Sunday, May 20, 2012

Great (Not Just Good) Times Are Ahead for Marketers

The advertising and marketing communities are at a most interesting juncture as we catapult into the second half of 2004.By all measures, the economy is booming. Pure GDP growth is averaging 4-5%, inflation is relatively tame, productivity is healthy, job growth is finally kicking in and corporate profits are surging. We should all feel great, right?

Strangely, however, there appears to be a current of caution and hesitancy. Perhaps it's the pessimism emanating from the Iraq war, or the increasingly negative tone of the presidential campaign or simple wariness from the advertising recession. But by now, I would have expected far more buoyancy and optimism.

No matter. Call me the eternal optimist but I do believe great (not good) times are ahead. There is clearly a head of steam that's building - and I think that is superb news for all advertisers and marketers. What impresses me is what I'll call, for the moment, "marketing investment discipline". Yes, budgets are expanding and there is clearly more money devoted to brand building and improving customer touch points. But these investments are being done in a far more controlled and "scientific" way as marketers seek to optimize business performance.

Perhaps it's a reaction to the excesses of the past but accountability is truly beginning to resonate - and as Martha might say, "this is a good thing". Marketing investments are far more targeted and focused than ever before - and that will only increase over time. As media tools become more "addressable", marketers will be channeling their budgets against those vehicles that reach specific target audiences - like pet lovers, or parents with babies, or male beer drinkers.

The "de-massing" of media has taken place. Marketers are beginning to look at untargeted spending as wasteful and unproductive. And marketers are increasing their focus at using media that will permit greater measurement of business performance. That's why the Internet is becoming the media of increasing choice. That's why addressable television and "enhanced TV are gaining favor. That's why the radio industry is pursuing accountability with a vengeance. That's why the ANA and AAAA are pushing Ad ID to track all media assets. That's why procurement departments are evaluating agency budgets. Yes, there is quite a bit going on that's going to benefit all marketers in the near and long term.

You know John Wanamaker; we may yet figure out which half of our advertising spending is wasted. And we may have that figured out real soon.


Exploring The Potential for Enhanced TV Advertising

Advertisers are concerned about the impact of the migration of TV viewers from commercial TV to an on demand world. Two trends have emerged that are of particular concern to our members:

Consumer Control over how, what and when they will receive commercial messages

The opportunities and/or threats posed to television advertising by new technology such as DVR (digital video recorders); VOD (video on demand - either pay per play, subscription or advertiser supported;) addressability (ability to target at the DMA, Sub DMA or household level); and interactivity (ads which “telescope” and for which consumer can click for more information).
TV Advertising
Some advertisers have tested some or all of these emerging models but for proprietary or other reasons the results are not widely shared, thus inhibiting the learning which could accrue to all interested parties. Since little information from these trials is broadly shared, they are not gaining traction with the advertising community.

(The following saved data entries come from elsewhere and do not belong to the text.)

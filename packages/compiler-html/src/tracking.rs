//! Inline analytics script.
//!
//! Reports a `visit` on load and a `click` for every activated link or
//! button. Network failures are swallowed so tracking can never break the
//! page.

use serde_json::Value;

const VISITOR_KEY: &str = "pagesmith_visitor";

pub(crate) fn script(document_id: Option<&str>, endpoint: &str) -> serde_json::Result<String> {
    let document_id = js_literal(&document_id.map_or(Value::Null, |id| Value::from(id)))?;
    let endpoint = js_literal(&Value::from(endpoint))?;
    let visitor_key = js_literal(&Value::from(VISITOR_KEY))?;

    Ok(format!(
        r#"(function () {{
  var documentId = {document_id};
  var endpoint = {endpoint};
  var visitorId = 'anonymous';
  try {{
    visitorId = localStorage.getItem({visitor_key});
    if (!visitorId) {{
      visitorId = Date.now().toString(36) + Math.random().toString(36).slice(2);
      localStorage.setItem({visitor_key}, visitorId);
    }}
  }} catch (e) {{}}
  function track(eventType, details) {{
    try {{
      fetch(endpoint, {{
        method: 'POST',
        headers: {{ 'Content-Type': 'application/json' }},
        keepalive: true,
        body: JSON.stringify({{
          documentId: documentId,
          eventType: eventType,
          timestamp: new Date().toISOString(),
          visitorId: visitorId,
          details: details
        }})
      }}).catch(function () {{}});
    }} catch (e) {{}}
  }}
  track('visit');
  document.addEventListener('click', function (e) {{
    var target = e.target && e.target.closest ? e.target.closest('a, button') : null;
    if (target) {{
      track('click', {{
        element: target.tagName,
        text: (target.textContent || '').trim().slice(0, 100),
        href: target.getAttribute('href')
      }});
    }}
  }});
}})();"#
    ))
}

/// JSON literal that is also safe inside a `<script>` element
fn js_literal(value: &Value) -> serde_json::Result<String> {
    Ok(serde_json::to_string(value)?.replace("</", "<\\/"))
}
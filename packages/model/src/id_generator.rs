use uuid::Uuid;

/// Source of opaque node identifiers
///
/// Sections and elements are only ever created through an `IdSource`, so a
/// document never sees the same id twice.
pub trait IdSource {
    fn next_id(&mut self) -> String;
}

/// Globally unique random ids (UUID v4)
#[derive(Debug, Clone, Copy, Default)]
pub struct UuidIdSource;

impl IdSource for UuidIdSource {
    fn next_id(&mut self) -> String {
        Uuid::new_v4().to_string()
    }
}

/// Sequential ids sharing a seed: `{seed}-1`, `{seed}-2`, …
///
/// Reproducible, so fixtures and snapshot tests can predict every id.
#[derive(Debug, Clone)]
pub struct SequentialIdSource {
    seed: String,
    count: u32,
}

impl SequentialIdSource {
    pub fn new(seed: impl Into<String>) -> Self {
        Self {
            seed: seed.into(),
            count: 0,
        }
    }

    pub fn seed(&self) -> &str {
        &self.seed
    }
}

impl IdSource for SequentialIdSource {
    fn next_id(&mut self) -> String {
        self.count += 1;
        format!("{}-{}", self.seed, self.count)
    }
}

#[cfg(test)]
mod tests {
    use super::*;
    use std::collections::HashSet;

    #[test]
    fn test_sequential_ids() {
        let mut ids = SequentialIdSource::new("page");

        assert_eq!(ids.next_id(), "page-1");
        assert_eq!(ids.next_id(), "page-2");
        assert_eq!(ids.next_id(), "page-3");
        assert_eq!(ids.seed(), "page");
    }

    #[test]
    fn test_uuid_ids_are_unique() {
        let mut ids = UuidIdSource;
        let minted: HashSet<String> = (0..100).map(|_| ids.next_id()).collect();
        assert_eq!(minted.len(), 100);
    }
}
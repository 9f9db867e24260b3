use super::Scope;
use crate::markup::{Attrs, Context, Style};
use pagesmith_model::StatsContent;

pub(super) fn render(content: &StatsContent, scope: &Scope, ctx: &mut Context) {
    ctx.open("div", scope.container());

    if let Some(heading) = content.heading.as_deref().filter(|h| !h.is_empty()) {
        ctx.text_element(
            "h2",
            Attrs::class("stats-heading").style(
                Style::new()
                    .prop("text-align", "center")
                    .prop("font-size", "32px")
                    .prop("margin-bottom", "40px")
                    .prop("color", "white")
                    .prop("font-family", scope.heading_font()),
            ),
            heading,
        );
    }

    ctx.open(
        "div",
        Attrs::class("stats-grid").style(
            Style::new()
                .prop("display", "grid")
                .prop("grid-template-columns", "repeat(auto-fit, minmax(150px, 1fr))")
                .prop("gap", "32px")
                .prop("text-align", "center"),
        ),
    );

    for stat in &content.stats {
        ctx.open("div", Attrs::class("stat-item"));
        ctx.text_element(
            "div",
            Attrs::class("stat-value").style(
                Style::new()
                    .prop("font-size", "48px")
                    .prop("font-weight", "700")
                    .prop("margin-bottom", "8px")
                    .prop("color", "white")
                    .prop("font-family", scope.heading_font()),
            ),
            &stat.value,
        );
        ctx.text_element(
            "div",
            Attrs::class("stat-label").style(
                Style::new()
                    .prop("font-size", "18px")
                    .prop("color", "rgba(255,255,255,0.9)")
                    .prop("font-family", scope.body_font()),
            ),
            &stat.label,
        );
        ctx.close("div");
    }

    ctx.close("div");
    ctx.close("div");
}
//! Error types for the editor

use pagesmith_model::ContentError;
use thiserror::Error;

#[derive(Error, Debug)]
pub enum EditorError {
    #[error("Mutation error: {0}")]
    Mutation(#[from] MutationError),
}

/// A mutation that names existing nodes but cannot be applied.
///
/// Mutations that reference missing ids are not errors; they apply as
/// no-ops.
#[derive(Error, Debug, Clone, PartialEq)]
pub enum MutationError {
    #[error("Invalid content for section '{section_id}': {source}")]
    InvalidContent {
        section_id: String,
        source: ContentError,
    },

    #[error("Duplicate id: {0}")]
    DuplicateId(String),
}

As the advertising industry’s trade association that is advertiser, agency, media and content provider neutral, the ANA is in the best position to lead a non biased initiative to explore this new frontier. Thus, we are proposing an initiative that would create an open forum for advertisers, their agencies, content providers, multi-channel distributors and technology companies to develop enhanced television advertising models based on a consumer centric approach. Such an agnostic environment should lead to a greater understanding of the enhanced television realm, its advertising propositions and consumer interaction.

By sharing information and each contributing their expertise to the process in a real world enhanced television setting, all players in this arena would benefit. From the collaboration among technology companies, pay TV operators and content providers; the advertiser and their agencies will gain valuable marketing data applicable to deployment for its media arsenal.